— Problem description —
Pull out from the material below all lines with "axum".

=-=-=

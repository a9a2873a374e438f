use std::collections::HashMap;

use tracing::debug;

use minifb_db::Database;
use minifb_db::models::StatusRow;
use minifb_types::models::{Image, Profile, StatusMessage};

use crate::error::{Result, SocialError};
use crate::graph::connections_of;

/// Friends' status messages, most recent first. The caller's own posts are
/// not part of it. Recomputed on every call; nothing is cached.
pub fn news_feed(db: &Database, profile: &Profile) -> Result<Vec<StatusMessage>> {
    let friend_ids: Vec<String> = connections_of(db, profile)?
        .into_iter()
        .filter(|p| p.id != profile.id)
        .map(|p| p.id.to_string())
        .collect();

    if friend_ids.is_empty() {
        return Ok(vec![]);
    }

    let rows = db.get_statuses_by_profiles(&friend_ids)?;
    let feed = with_images(db, rows)?;

    debug!(profile = %profile.id, friends = friend_ids.len(), items = feed.len(), "Built news feed");
    Ok(feed)
}

/// One profile's own status messages, most recent first.
pub fn status_messages_of(db: &Database, profile: &Profile) -> Result<Vec<StatusMessage>> {
    let rows = db.get_statuses_by_profiles(&[profile.id.to_string()])?;
    with_images(db, rows)
}

/// Resolve attached images for a page of status rows in one query,
/// keeping the rows' order.
pub(crate) fn with_images(db: &Database, rows: Vec<StatusRow>) -> Result<Vec<StatusMessage>> {
    let status_ids: Vec<String> = rows.iter().map(|r| r.id.clone()).collect();

    let mut images: HashMap<String, Vec<Image>> = HashMap::new();
    for attached in db.get_images_for_statuses(&status_ids)? {
        images
            .entry(attached.status_id)
            .or_default()
            .push(attached.image.into_image()?);
    }

    rows.into_iter()
        .map(|row| {
            let attached = images.remove(&row.id).unwrap_or_default();
            row.into_status(attached).map_err(SocialError::from)
        })
        .collect()
}

#[cfg(test)]
mod tests {
    use super::*;
    use crate::graph::add_edge;
    use crate::posting::{Attachment, post_status_at};
    use crate::testutil;
    use chrono::{Duration, Utc};

    #[test]
    fn feed_is_newest_first_across_friends() {
        let db = testutil::db();
        let a = testutil::profile(&db, "Ann", "Lee");
        let b = testutil::profile(&db, "Ben", "Kim");
        let c = testutil::profile(&db, "Cal", "Ng");
        add_edge(&db, &a, &b).unwrap();
        add_edge(&db, &c, &a).unwrap();

        let t1 = Utc::now();
        let t2 = t1 + Duration::minutes(5);
        let from_b = post_status_at(&db, &b, "morning", vec![], t1).unwrap().status;
        let from_c = post_status_at(&db, &c, "afternoon", vec![], t2).unwrap().status;

        let feed = news_feed(&db, &a).unwrap();
        let ids: Vec<_> = feed.iter().map(|s| s.id).collect();
        assert_eq!(ids, vec![from_c.id, from_b.id]);
        assert!(feed.windows(2).all(|w| w[0].created_at > w[1].created_at));
    }

    #[test]
    fn own_posts_and_strangers_stay_out() {
        let db = testutil::db();
        let a = testutil::profile(&db, "Ann", "Lee");
        let b = testutil::profile(&db, "Ben", "Kim");
        let stranger = testutil::profile(&db, "Sam", "Roe");
        add_edge(&db, &a, &b).unwrap();

        let now = Utc::now();
        post_status_at(&db, &a, "mine", vec![], now).unwrap();
        post_status_at(&db, &stranger, "not a friend", vec![], now).unwrap();
        let friend_post = post_status_at(&db, &b, "hi", vec![], now).unwrap().status;

        let feed = news_feed(&db, &a).unwrap();
        assert_eq!(feed, vec![friend_post]);
    }

    #[test]
    fn no_connections_means_empty_feed() {
        let db = testutil::db();
        let loner = testutil::profile(&db, "Lou", "Ner");
        post_status_at(&db, &loner, "anyone?", vec![], Utc::now()).unwrap();

        assert!(news_feed(&db, &loner).unwrap().is_empty());
    }

    #[test]
    fn feed_items_carry_their_images() {
        let db = testutil::db();
        let a = testutil::profile(&db, "Ann", "Lee");
        let b = testutil::profile(&db, "Ben", "Kim");
        add_edge(&db, &a, &b).unwrap();

        let attachments = vec![
            Attachment { file_ref: "uploads/1.png".into(), caption: None },
            Attachment { file_ref: "uploads/2.png".into(), caption: Some("two".into()) },
        ];
        post_status_at(&db, &b, "pics", attachments, Utc::now()).unwrap();

        let feed = news_feed(&db, &a).unwrap();
        let refs: Vec<&str> = feed[0].images.iter().map(|i| i.file_ref.as_str()).collect();
        assert_eq!(refs, vec!["uploads/1.png", "uploads/2.png"]);
    }

    #[test]
    fn own_timeline_is_newest_first() {
        let db = testutil::db();
        let a = testutil::profile(&db, "Ann", "Lee");
        let t = Utc::now();
        let old = post_status_at(&db, &a, "old", vec![], t).unwrap().status;
        let new = post_status_at(&db, &a, "new", vec![], t + Duration::seconds(1)).unwrap().status;

        let ids: Vec<_> = status_messages_of(&db, &a).unwrap().iter().map(|s| s.id).collect();
        assert_eq!(ids, vec![new.id, old.id]);
    }
}
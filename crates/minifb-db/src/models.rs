//! Database row types — these map directly to SQLite rows.
//! Distinct from minifb-types models to keep the DB layer independent;
//! the `into_*` conversions are where stored text is parsed back.

use anyhow::{Context, Result};
use chrono::{DateTime, SecondsFormat, Utc};
use uuid::Uuid;

use minifb_types::models::{AccountId, Friendship, Image, Profile, StatusMessage};

pub struct ProfileRow {
    pub id: String,
    pub account_id: String,
    pub first_name: String,
    pub last_name: String,
    pub city: String,
    pub email: String,
    pub image_url: Option<String>,
    pub created_at: String,
}

pub struct StatusRow {
    pub id: String,
    pub profile_id: String,
    pub message: String,
    pub created_at: String,
}

pub struct ImageRow {
    pub id: String,
    pub profile_id: String,
    pub file_ref: String,
    pub caption: Option<String>,
    pub created_at: String,
}

/// An image as attached to one status message.
pub struct StatusImageRow {
    pub status_id: String,
    pub position: i64,
    pub image: ImageRow,
}

pub struct FriendshipRow {
    pub profile1: String,
    pub profile2: String,
    pub created_at: String,
}

/// RFC 3339, microseconds, `Z` suffix. Fixed width, so text order is time order.
pub fn encode_time(t: DateTime<Utc>) -> String {
    t.to_rfc3339_opts(SecondsFormat::Micros, true)
}

pub fn decode_time(s: &str) -> Result<DateTime<Utc>> {
    let t = DateTime::parse_from_rfc3339(s).with_context(|| format!("Corrupt timestamp '{}'", s))?;
    Ok(t.with_timezone(&Utc))
}

fn decode_id(s: &str) -> Result<Uuid> {
    s.parse().with_context(|| format!("Corrupt id '{}'", s))
}

impl ProfileRow {
    pub fn into_profile(self) -> Result<Profile> {
        Ok(Profile {
            id: decode_id(&self.id)?,
            account_id: AccountId(decode_id(&self.account_id)?),
            first_name: self.first_name,
            last_name: self.last_name,
            city: self.city,
            email: self.email,
            image_url: self.image_url,
            created_at: decode_time(&self.created_at)?,
        })
    }
}

impl ImageRow {
    pub fn into_image(self) -> Result<Image> {
        Ok(Image {
            id: decode_id(&self.id)?,
            profile_id: decode_id(&self.profile_id)?,
            file_ref: self.file_ref,
            caption: self.caption,
            created_at: decode_time(&self.created_at)?,
        })
    }
}

impl StatusRow {
    /// Images are resolved separately and handed in already ordered.
    pub fn into_status(self, images: Vec<Image>) -> Result<StatusMessage> {
        Ok(StatusMessage {
            id: decode_id(&self.id)?,
            profile_id: decode_id(&self.profile_id)?,
            message: self.message,
            created_at: decode_time(&self.created_at)?,
            images,
        })
    }
}

impl FriendshipRow {
    pub fn into_friendship(self) -> Result<Friendship> {
        Ok(Friendship {
            profile1: decode_id(&self.profile1)?,
            profile2: decode_id(&self.profile2)?,
            created_at: decode_time(&self.created_at)?,
        })
    }
}
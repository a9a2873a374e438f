use std::net::SocketAddr;
use std::path::PathBuf;

use anyhow::{Context, Result};

/// Server settings, read once from the environment at startup.
#[derive(Debug, Clone)]
pub struct Config {
    pub db_path: PathBuf,
    pub host: String,
    pub port: u16,
}

impl Config {
    pub fn from_env() -> Result<Self> {
        Self::from_lookup(|key| std::env::var(key).ok())
    }

    fn from_lookup(lookup: impl Fn(&str) -> Option<String>) -> Result<Self> {
        let db_path = lookup("MINIFB_DB_PATH").unwrap_or_else(|| "minifb.db".into()).into();
        let host = lookup("MINIFB_HOST").unwrap_or_else(|| "0.0.0.0".into());
        let port = lookup("MINIFB_PORT")
            .unwrap_or_else(|| "3000".into())
            .parse()
            .context("MINIFB_PORT must be a port number")?;

        Ok(Self { db_path, host, port })
    }

    pub fn bind_addr(&self) -> Result<SocketAddr> {
        format!("{}:{}", self.host, self.port)
            .parse()
            .with_context(|| format!("Invalid bind address {}:{}", self.host, self.port))
    }
}

#[cfg(test)]
mod tests {
    use super::*;
    use std::collections::HashMap;

    fn lookup(vars: &[(&str, &str)]) -> impl Fn(&str) -> Option<String> {
        let map: HashMap<String, String> =
            vars.iter().map(|(k, v)| (k.to_string(), v.to_string())).collect();
        move |key| map.get(key).cloned()
    }

    #[test]
    fn defaults() {
        let config = Config::from_lookup(lookup(&[])).unwrap();
        assert_eq!(config.db_path, PathBuf::from("minifb.db"));
        assert_eq!(config.bind_addr().unwrap(), "0.0.0.0:3000".parse().unwrap());
    }

    #[test]
    fn overrides_and_bad_port() {
        let config = Config::from_lookup(lookup(&[("MINIFB_HOST", "127.0.0.1"), ("MINIFB_PORT", "8080")])).unwrap();
        assert_eq!(config.bind_addr().unwrap(), "127.0.0.1:8080".parse().unwrap());

        assert!(Config::from_lookup(lookup(&[("MINIFB_PORT", "eighty")])).is_err());
    }
}
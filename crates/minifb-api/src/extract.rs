use axum::extract::{FromRequest, FromRequestParts};

use crate::error::ApiError;

/// `axum::Json` whose rejection renders as an [`ApiError`] JSON body.
#[derive(Debug, FromRequest)]
#[from_request(via(axum::Json), rejection(ApiError))]
pub struct ApiJson<T>(pub T);

/// `axum::extract::Path` whose rejection renders as an [`ApiError`] JSON body.
#[derive(Debug, FromRequestParts)]
#[from_request(via(axum::extract::Path), rejection(ApiError))]
pub struct ApiPath<T>(pub T);
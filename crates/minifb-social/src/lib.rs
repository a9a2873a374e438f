//! Social-graph core: profiles, status messages, the friendship graph and
//! the news feed built from it.
//!
//! Every operation takes the [`Database`](minifb_db::Database) and the
//! already-resolved caller explicitly. Nothing here reads request state.

pub mod error;
pub mod feed;
pub mod graph;
pub mod posting;
pub mod profiles;

pub use error::{Result, SocialError};
pub use feed::{news_feed, status_messages_of};
pub use graph::{FriendPair, add_edge, connections_of, suggestions_for};
pub use posting::{
    Attachment, FailedAttachment, StatusPost, delete_status, get_status, post_status, update_status,
};
pub use profiles::{
    NewProfile, ProfileUpdate, create_profile, get_profile, list_profiles, profile_for_account,
    update_profile,
};

#[cfg(test)]
pub(crate) mod testutil {
    use minifb_db::Database;
    use minifb_types::models::{AccountId, Profile};
    use uuid::Uuid;

    use crate::profiles::{NewProfile, create_profile};

    pub fn db() -> Database {
        Database::open_in_memory().unwrap()
    }

    pub fn profile(db: &Database, first_name: &str, last_name: &str) -> Profile {
        let account = AccountId(Uuid::new_v4());
        create_profile(
            db,
            account,
            NewProfile {
                username: format!("{}-{}", first_name.to_lowercase(), account),
                first_name: first_name.into(),
                last_name: last_name.into(),
                city: "Boston".into(),
                email: format!("{}@example.com", first_name.to_lowercase()),
                image_url: None,
            },
        )
        .unwrap()
    }
}
use thiserror::Error;

/// Everything a core operation can fail with. Storage errors are passed
/// through untouched; the core never retries.
#[derive(Debug, Error)]
pub enum SocialError {
    #[error("profile not found")]
    ProfileNotFound,

    #[error("a profile cannot befriend itself")]
    InvalidRelationship,

    #[error("these profiles are already friends")]
    DuplicateRelationship,

    #[error("account already has a profile")]
    ProfileExists,

    #[error("invalid profile: {0}")]
    InvalidProfile(String),

    #[error("status message cannot be empty")]
    EmptyStatus,

    #[error("status message not found")]
    StatusNotFound,

    #[error("status message belongs to another profile")]
    NotOwner,

    #[error("storage failure: {0}")]
    Storage(#[from] anyhow::Error),
}

pub type Result<T, E = SocialError> = std::result::Result<T, E>;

=-=-=

— Task result —
use axum::extract::{FromRequest, FromRequestParts};
/// `axum::Json` whose rejection renders as an [`ApiError`] JSON body.
#[from_request(via(axum::Json), rejection(ApiError))]
/// `axum::extract::Path` whose rejection renders as an [`ApiError`] JSON body.
#[from_request(via(axum::extract::Path), rejection(ApiError))]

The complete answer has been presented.